Die Frage: "Wer ist mein Nächster?" lässt sich nicht ein für allemal beantworten, sie stellt sich jedem von uns immer wieder neu. Und es stellt sich die Frage: "Bin ich denn mit meinem Verhalten gegenüber anderen noch "drin" in der Familie Jesu?. Draußen bin ich dann, wenn ich das Zuhören verlernt habe, das Hinsehen und das Mitfühlen. Wenn mir das, was sich gehört, wichtiger wird als das, was die Liebe mir sagt. Draußen bin ich dann, wenn mir Kirchengesetze wichtiger sind als das, was aus dem Evangelium zu mir spricht. Draußen bin ich aber auch dann, das sagt uns die Geschichte mit Jesu Mutter und seinen Geschwistern deutlich, wenn ich an einem Menschen festhalte, ihn nicht freigeben will. Sicher kennen viele von Ihnen diese Mütter, die ihren Sohn so sehr lieben, dass er es sehr schwer hat, eine eigene Familie zu gründen oder auch Väter, die möchten, dass ihre Tochter keinem anderen Mann gehört. Es gibt viele Geschichten im Neuen Testament, wo Jesus von Eltern darum gebeten wurde, ihre Kinder zu heilen – und meistens wendet er sich an den oder die Betroffene selbst, um ihnen zu sagen, dass sie aufstehen und alleine gehen, sehen, hören können. Damit hilft er ihnen auch heraus aus einer Umklammerung durch die Familie. Wer Jesus nachfolgt, entscheidet sich für eine Gemeinschaft in aller Freiheit.

Kinder sind kein Besitz der Eltern. Ich denke, "draußen" bin ich auch dann, wenn ich nicht mehr einladend wirke, wenn ich die Familie als geschlossene Gesellschaft begreife, die "Gemeinschaft der Heiligen" als exklusiven Zirkel . Es ist nicht immer einfach, das gleich zu merken. Aber zum Glück ist ja die Tür nicht zu und ich kann immer wieder im Kreis um Jesus einen Platz finden, ganz im Gegensatz zu allem, was sich bei leiblichen Verwandten so an Ausgrenzung und an enttäuschten Erwartungshaltungen abspielt, ist hier Vergebung immer wieder möglich. Dort ist der sichere Ort überhaupt, dort ist Freiheit und Geborgenheit zugleich.

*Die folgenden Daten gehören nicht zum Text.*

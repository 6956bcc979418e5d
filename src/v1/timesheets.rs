//! Daily timesheet endpoints and time reports.

use chrono::{DateTime, Datelike, NaiveDate, Utc};
use reqwest::Method;
use serde::Serialize;
use serde_json::Value;

use crate::error::{HarvestError, Result};
use crate::params;
use crate::v1::client::of_user_query;
use crate::v1::LegacyClient;

#[derive(Debug, Clone, Default, Serialize)]
pub struct LegacyEntryParams {
    pub project_id: Option<u64>,
    pub task_id: Option<u64>,
    pub hours: Option<f64>,
    pub notes: Option<String>,
    pub spent_at: Option<NaiveDate>,
    /// Only for accounts tracking start/end times, e.g. `8:00am`.
    pub started_at: Option<String>,
    pub ended_at: Option<String>,
}

/// Extra filters on report queries. Flags serialize as `yes` / `no`.
#[derive(Debug, Clone, Default, Serialize)]
pub struct LegacyReportFilter {
    #[serde(serialize_with = "params::yes_no")]
    pub billable: Option<bool>,
    #[serde(serialize_with = "params::yes_no")]
    pub only_billed: Option<bool>,
    #[serde(serialize_with = "params::yes_no")]
    pub only_unbilled: Option<bool>,
    #[serde(serialize_with = "params::yes_no")]
    pub is_closed: Option<bool>,
    #[serde(serialize_with = "params::legacy_timestamp")]
    pub updated_since: Option<DateTime<Utc>>,
    /// Narrows project reports to one person.
    pub user_id: Option<u64>,
    /// Narrows person reports to one project.
    pub project_id: Option<u64>,
}

fn report_query(from: NaiveDate, to: NaiveDate, filter: &LegacyReportFilter) -> Result<Vec<(String, String)>> {
    if to < from {
        return Err(HarvestError::InvalidInput(format!("report range ends ({}) before it starts ({})", to, from)));
    }
    let mut query = vec![
        ("from".to_string(), from.format("%Y%m%d").to_string()),
        ("to".to_string(), to.format("%Y%m%d").to_string()),
    ];
    query.extend(params::query(filter)?);
    Ok(query)
}

impl LegacyClient {
    /// Entries for `day` (today when `None`) plus the projects/tasks the user can track against.
    pub async fn daily(&self, day: Option<NaiveDate>, of_user: Option<u64>) -> Result<Value> {
        let path = match day {
            Some(d) => format!("/daily/{}/{}", d.ordinal(), d.year()),
            None => "/daily".to_string(),
        };
        self.act(Method::GET, &path, &of_user_query(of_user)).await
    }

    pub async fn get_entry(&self, entry_id: u64, of_user: Option<u64>) -> Result<Value> {
        self.act(Method::GET, &format!("/daily/show/{}", entry_id), &of_user_query(of_user)).await
    }

    /// Without `hours` Harvest starts a timer on the new entry.
    pub async fn add_entry(&self, params: &LegacyEntryParams, of_user: Option<u64>) -> Result<Value> {
        self.write_flat("/daily/add", params, &["project_id", "task_id", "spent_at"], &of_user_query(of_user)).await
    }

    pub async fn toggle_timer(&self, entry_id: u64, of_user: Option<u64>) -> Result<Value> {
        self.act(Method::GET, &format!("/daily/timer/{}", entry_id), &of_user_query(of_user)).await
    }

    pub async fn delete_entry(&self, entry_id: u64, of_user: Option<u64>) -> Result<Value> {
        self.act(Method::DELETE, &format!("/daily/delete/{}", entry_id), &of_user_query(of_user)).await
    }

    pub async fn update_entry(&self, entry_id: u64, params: &LegacyEntryParams, of_user: Option<u64>) -> Result<Value> {
        self.write_flat(&format!("/daily/update/{}", entry_id), params, &[], &of_user_query(of_user)).await
    }

    pub async fn project_entries(&self, project_id: u64, from: NaiveDate, to: NaiveDate, filter: &LegacyReportFilter) -> Result<Value> {
        let query = report_query(from, to, filter)?;
        self.act(Method::GET, &format!("/projects/{}/entries", project_id), &query).await
    }

    pub async fn user_entries(&self, user_id: u64, from: NaiveDate, to: NaiveDate, filter: &LegacyReportFilter) -> Result<Value> {
        let query = report_query(from, to, filter)?;
        self.act(Method::GET, &format!("/people/{}/entries", user_id), &query).await
    }
}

Ich musste viel an diese Geborgenheit denken, als ich am Mittwoch voller Bestürzung von der Ermordung des 90-jährigen Frère Roger hörte, der ja in Taizé eine solche Gemeinschaft begründet hatte, deren Mitte Jesus Christus ist. Und bei allem Entsetzen über die Sinnlosigkeit der Tat dachte ich mir, dass Frère Roger etwas vergönnt war, was viele von uns sich wünschen: ein Sterben im Gebet mitten in der Geborgenheit einer Familie, die zusammengehalten wird von der Gewissheit, dass mit dem Tod nicht alles zu Ende ist.